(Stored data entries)
Start of Block

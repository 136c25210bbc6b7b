//! Run orchestration: preflight, discovery, filtering, and one fetch sequence
//! per cluster, tallied into a [`RunReport`].

use std::time::Duration;

use chrono::Utc;
use tracing::{debug, info, warn};

use akscreds_config::Config;
use akscreds_doctor::{PreconditionCheck, Preflight};
use akscreds_runner::Executor;
use akscreds_utils::error::AksCredsError;
use akscreds_utils::logging::{cluster_span, format_doctor_report, subscription_span};

use crate::azure::AzureCli;
use crate::enumerator::TargetEnumerator;
use crate::filter::{filter_subscriptions, unmatched_selectors};
use crate::model::{RunReport, RunSummary, ScopeReport, ScopeSummary};
use crate::sequencer::FetchSequencer;

/// Wait between consecutive clusters in a real run.
pub trait Pause {
    fn pause(&self, duration: Duration);
}

/// [`Pause`] that blocks the current thread.
#[derive(Debug, Clone, Copy, Default)]
pub struct ThreadSleep;

impl Pause for ThreadSleep {
    fn pause(&self, duration: Duration) {
        std::thread::sleep(duration);
    }
}

/// Drives a whole run.
///
/// Subscriptions are processed one at a time, in listing order, and clusters one
/// at a time within each. The only errors returned are setup failures: a failed
/// preflight or an account with no subscriptions. Everything below that is
/// recorded in the report.
pub struct RunAggregator<'a> {
    executor: &'a Executor,
    azure: AzureCli,
    preflight: Box<dyn PreconditionCheck + 'a>,
    pause: Box<dyn Pause + 'a>,
    target_delay: Duration,
}

impl<'a> RunAggregator<'a> {
    /// Aggregator using the real preflight checks and a sleeping pause.
    #[must_use]
    pub fn new(executor: &'a Executor, config: &Config) -> Self {
        Self {
            executor,
            azure: AzureCli::from_config(config),
            preflight: Box::new(Preflight::new(config.tools.clone())),
            pause: Box::new(ThreadSleep),
            target_delay: Duration::from_millis(config.fetch.target_delay_ms),
        }
    }

    #[must_use]
    pub fn with_preflight(mut self, preflight: impl PreconditionCheck + 'a) -> Self {
        self.preflight = Box::new(preflight);
        self
    }

    #[must_use]
    pub fn with_pause(mut self, pause: impl Pause + 'a) -> Self {
        self.pause = Box::new(pause);
        self
    }

    /// Execute the run for the subscriptions matching `selectors` (all when empty).
    pub fn run(&self, selectors: &[String]) -> Result<RunReport, AksCredsError> {
        let started_at = Utc::now();
        let dry_run = self.executor.is_dry_run();

        let doctor = self.preflight.verify(self.executor)?;
        debug!("Preflight checks passed:\n{}", format_doctor_report(&doctor));

        let enumerator = TargetEnumerator::new(self.executor, &self.azure);
        let sequencer = FetchSequencer::new(self.executor, &self.azure);

        let discovered = enumerator.list_subscriptions();
        if discovered.is_empty() {
            return Err(AksCredsError::NoSubscriptions);
        }
        info!("Found {} subscription(s)", discovered.len());

        let selected = filter_subscriptions(&discovered, selectors);
        for selector in unmatched_selectors(&discovered, selectors) {
            warn!("Subscription '{selector}' not found");
        }
        if selected.is_empty() {
            warn!("No matching subscriptions found");
        }

        let mut scopes = Vec::with_capacity(selected.len());
        let mut clusters_processed = 0usize;

        for subscription in selected {
            let _scope = subscription_span(&subscription.id, &subscription.display_name).entered();
            info!(
                "Processing subscription: {} ({})",
                subscription.display_name, subscription.id
            );

            let clusters = enumerator.list_clusters(&subscription);
            if clusters.is_empty() {
                info!("No AKS clusters found in {}", subscription.display_name);
            } else {
                info!("Found {} AKS cluster(s)", clusters.len());
            }

            let mut outcomes = Vec::with_capacity(clusters.len());
            for cluster in &clusters {
                if clusters_processed > 0 && !dry_run && !self.target_delay.is_zero() {
                    self.pause.pause(self.target_delay);
                }
                clusters_processed += 1;

                let _target = cluster_span(&cluster.resource_group, &cluster.name).entered();
                let outcome = sequencer.run(cluster);
                match (&outcome.failed_step, &outcome.failure_reason) {
                    (None, _) if dry_run => info!("{} previewed", cluster.name),
                    (None, _) => info!("✓ {} ready", cluster.name),
                    (Some(step), reason) => warn!(
                        "✗ {} failed at {} step: {}",
                        cluster.name,
                        step,
                        reason.as_deref().unwrap_or("unknown error")
                    ),
                }
                outcomes.push(outcome);
            }

            let summary = ScopeSummary::from_outcomes(subscription, &outcomes);
            scopes.push(ScopeReport { summary, outcomes });
        }

        let summary = RunSummary::from_scopes(scopes.iter().map(|s| &s.summary), dry_run);
        Ok(RunReport {
            summary,
            subscriptions_discovered: discovered.len(),
            scopes,
            started_at,
            finished_at: Utc::now(),
        })
    }
}

impl std::fmt::Debug for RunAggregator<'_> {
    fn fmt(&self, f: &mut std::fmt::Formatter<'_>) -> std::fmt::Result {
        f.debug_struct("RunAggregator")
            .field("executor", &self.executor)
            .field("azure", &self.azure)
            .field("target_delay", &self.target_delay)
            .finish_non_exhaustive()
    }
}
use akscreds_utils::error::ConfigError;

use crate::model::{Config, LOGIN_MODES, MAX_TARGET_DELAY_MS};

impl Config {
    /// Reject values the external tools would choke on mid-run.
    pub fn validate(&self) -> Result<(), ConfigError> {
        for (key, value) in [
            ("tools.az", &self.tools.az),
            ("tools.kubelogin", &self.tools.kubelogin),
        ] {
            if value.trim().is_empty() {
                return Err(ConfigError::InvalidValue {
                    key: key.to_string(),
                    value: "binary must not be empty".to_string(),
                });
            }
        }

        if !LOGIN_MODES.contains(&self.fetch.login_mode.as_str()) {
            return Err(ConfigError::InvalidValue {
                key: "fetch.login_mode".to_string(),
                value: self.fetch.login_mode.clone(),
            });
        }

        if self.fetch.target_delay_ms > MAX_TARGET_DELAY_MS {
            return Err(ConfigError::InvalidValue {
                key: "fetch.target_delay_ms".to_string(),
                value: self.fetch.target_delay_ms.to_string(),
            });
        }

        if let Some(blank) = self
            .subscriptions
            .include
            .iter()
            .find(|s| s.trim().is_empty())
        {
            return Err(ConfigError::InvalidValue {
                key: "subscriptions.include".to_string(),
                value: format!("'{blank}' is not a valid selector"),
            });
        }

        Ok(())
    }
}
//! akscreds - fetch kubeconfig credentials for every AKS cluster you can reach
//!
//! One command replaces the per-cluster routine of `az account set`,
//! `az aks get-credentials` and `kubelogin convert-kubeconfig`:
//!
//! ```bash
//! # Every cluster in every subscription
//! akscreds
//!
//! # Only two subscriptions, by name or id
//! akscreds -s Production -s 00000000-0000-0000-0000-000000000000
//!
//! # Show what would be done without touching ~/.kube/config
//! akscreds --dry-run --verbose
//! ```
//!
//! # Library use
//!
//! The pipeline is exposed through [`RunAggregator`]. Everything external goes
//! through an [`Executor`], so embedding applications and tests can substitute
//! their own [`ProcessRunner`]:
//!
//! ```rust,no_run
//! use akscreds::{Config, Executor, RunAggregator};
//!
//! let config = Config::defaults();
//! let executor = Executor::native(true);
//! let report = RunAggregator::new(&executor, &config).run(&[]);
//! ```

pub mod cli;

pub use akscreds_config::{CliArgs, Config, ConfigSource};
pub use akscreds_doctor::{PreconditionCheck, Preflight};
pub use akscreds_engine::{
    Cluster, FetchSequencer, FetchStep, RunAggregator, RunReport, RunSummary, ScopeSummary,
    SequenceOutcome, Subscription, TargetEnumerator, filter_subscriptions,
};
pub use akscreds_runner::{CommandSpec, ExecutionResult, Executor, ProcessRunner};
pub use akscreds_utils::error::{AksCredsError, ConfigError, PreconditionError, UserFriendlyError};
pub use akscreds_utils::exit_codes::ExitCode;
//! Subscription selection.

use crate::model::Subscription;

/// Keep the subscriptions whose id or display name exactly equals a selector.
///
/// No selectors means no filtering. Input order is preserved, each subscription
/// appears at most once, and selectors that match nothing are ignored.
#[must_use]
pub fn filter_subscriptions(all: &[Subscription], selectors: &[String]) -> Vec<Subscription> {
    if selectors.is_empty() {
        return all.to_vec();
    }

    all.iter()
        .filter(|sub| {
            selectors
                .iter()
                .any(|sel| *sel == sub.id || *sel == sub.display_name)
        })
        .cloned()
        .collect()
}

/// Selectors that matched no subscription, in the order given.
#[must_use]
pub fn unmatched_selectors<'a>(all: &[Subscription], selectors: &'a [String]) -> Vec<&'a str> {
    selectors
        .iter()
        .filter(|sel| !all.iter().any(|sub| **sel == sub.id || **sel == sub.display_name))
        .map(String::as_str)
        .collect()
}

#[cfg(test)]
mod tests {
    use super::*;
    use proptest::prelude::*;

    fn subs() -> Vec<Subscription> {
        vec![
            Subscription::new("11111111-aaaa", "Production"),
            Subscription::new("22222222-bbbb", "Development"),
            Subscription::new("33333333-cccc", "Sandbox"),
        ]
    }

    fn sel(values: &[&str]) -> Vec<String> {
        values.iter().map(|v| v.to_string()).collect()
    }

    #[test]
    fn test_empty_selectors_keep_everything() {
        assert_eq!(filter_subscriptions(&subs(), &[]), subs());
    }

    #[test]
    fn test_match_by_id_or_name() {
        let kept = filter_subscriptions(&subs(), &sel(&["Sandbox", "11111111-aaaa"]));
        let ids: Vec<_> = kept.iter().map(|s| s.id.as_str()).collect();
        // Input order, not selector order
        assert_eq!(ids, vec!["11111111-aaaa", "33333333-cccc"]);
    }

    #[test]
    fn test_match_is_case_sensitive_and_exact() {
        assert!(filter_subscriptions(&subs(), &sel(&["production"])).is_empty());
        assert!(filter_subscriptions(&subs(), &sel(&["Prod*"])).is_empty());
        assert!(filter_subscriptions(&subs(), &sel(&["11111111"])).is_empty());
    }

    #[test]
    fn test_no_duplicates_when_both_forms_match() {
        let kept = filter_subscriptions(&subs(), &sel(&["Production", "11111111-aaaa"]));
        assert_eq!(kept.len(), 1);
    }

    #[test]
    fn test_unmatched_selectors() {
        let binding = sel(&["Sandbox", "no-such-id", "prod"]);
        let missing = unmatched_selectors(&subs(), &binding);
        assert_eq!(missing, vec!["no-such-id", "prod"]);
    }

    fn arb_subscriptions() -> impl Strategy<Value = Vec<Subscription>> {
        prop::collection::vec(("[a-d]{1,2}", "[A-D]{1,2}"), 0..8).prop_map(|pairs| {
            let mut seen = std::collections::HashSet::new();
            pairs
                .into_iter()
                .filter(|(id, _)| seen.insert(id.clone()))
                .map(|(id, name)| Subscription::new(id, name))
                .collect()
        })
    }

    proptest! {
        #[test]
        fn prop_empty_selectors_is_identity(all in arb_subscriptions()) {
            prop_assert_eq!(filter_subscriptions(&all, &[]), all);
        }

        #[test]
        fn prop_every_kept_subscription_matches(
            all in arb_subscriptions(),
            selectors in prop::collection::vec("[a-dA-D]{1,2}", 1..4),
        ) {
            let kept = filter_subscriptions(&all, &selectors);
            for sub in &kept {
                prop_assert!(selectors.iter().any(|s| *s == sub.id || *s == sub.display_name));
            }

            // Kept entries are unique and form a subsequence of the input
            let mut ids: Vec<_> = kept.iter().map(|s| s.id.clone()).collect();
            let expected: Vec<_> = all
                .iter()
                .filter(|s| kept.contains(s))
                .map(|s| s.id.clone())
                .collect();
            prop_assert_eq!(&ids, &expected);
            ids.dedup();
            prop_assert_eq!(ids.len(), kept.len());
        }

        #[test]
        fn prop_no_matching_subscription_is_dropped(
            all in arb_subscriptions(),
            selectors in prop::collection::vec("[a-dA-D]{1,2}", 1..4),
        ) {
            let kept = filter_subscriptions(&all, &selectors);
            let matching = all
                .iter()
                .filter(|s| selectors.iter().any(|sel| *sel == s.id || *sel == s.display_name))
                .count();
            prop_assert_eq!(kept.len(), matching);
        }
    }
}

End of Block

Print only the lines from the top of the data above down to the line holding "use crate::azure::AzureCli;", inclusive.

repository 136c25210bbc6b7b
//! Run orchestration: preflight, discovery, filtering, and one fetch sequence
//! per cluster, tallied into a [`RunReport`].

use std::time::Duration;

use chrono::Utc;
use tracing::{debug, info, warn};

use akscreds_config::Config;
use akscreds_doctor::{PreconditionCheck, Preflight};
use akscreds_runner::Executor;
use akscreds_utils::error::AksCredsError;
use akscreds_utils::logging::{cluster_span, format_doctor_report, subscription_span};

use crate::azure::AzureCli;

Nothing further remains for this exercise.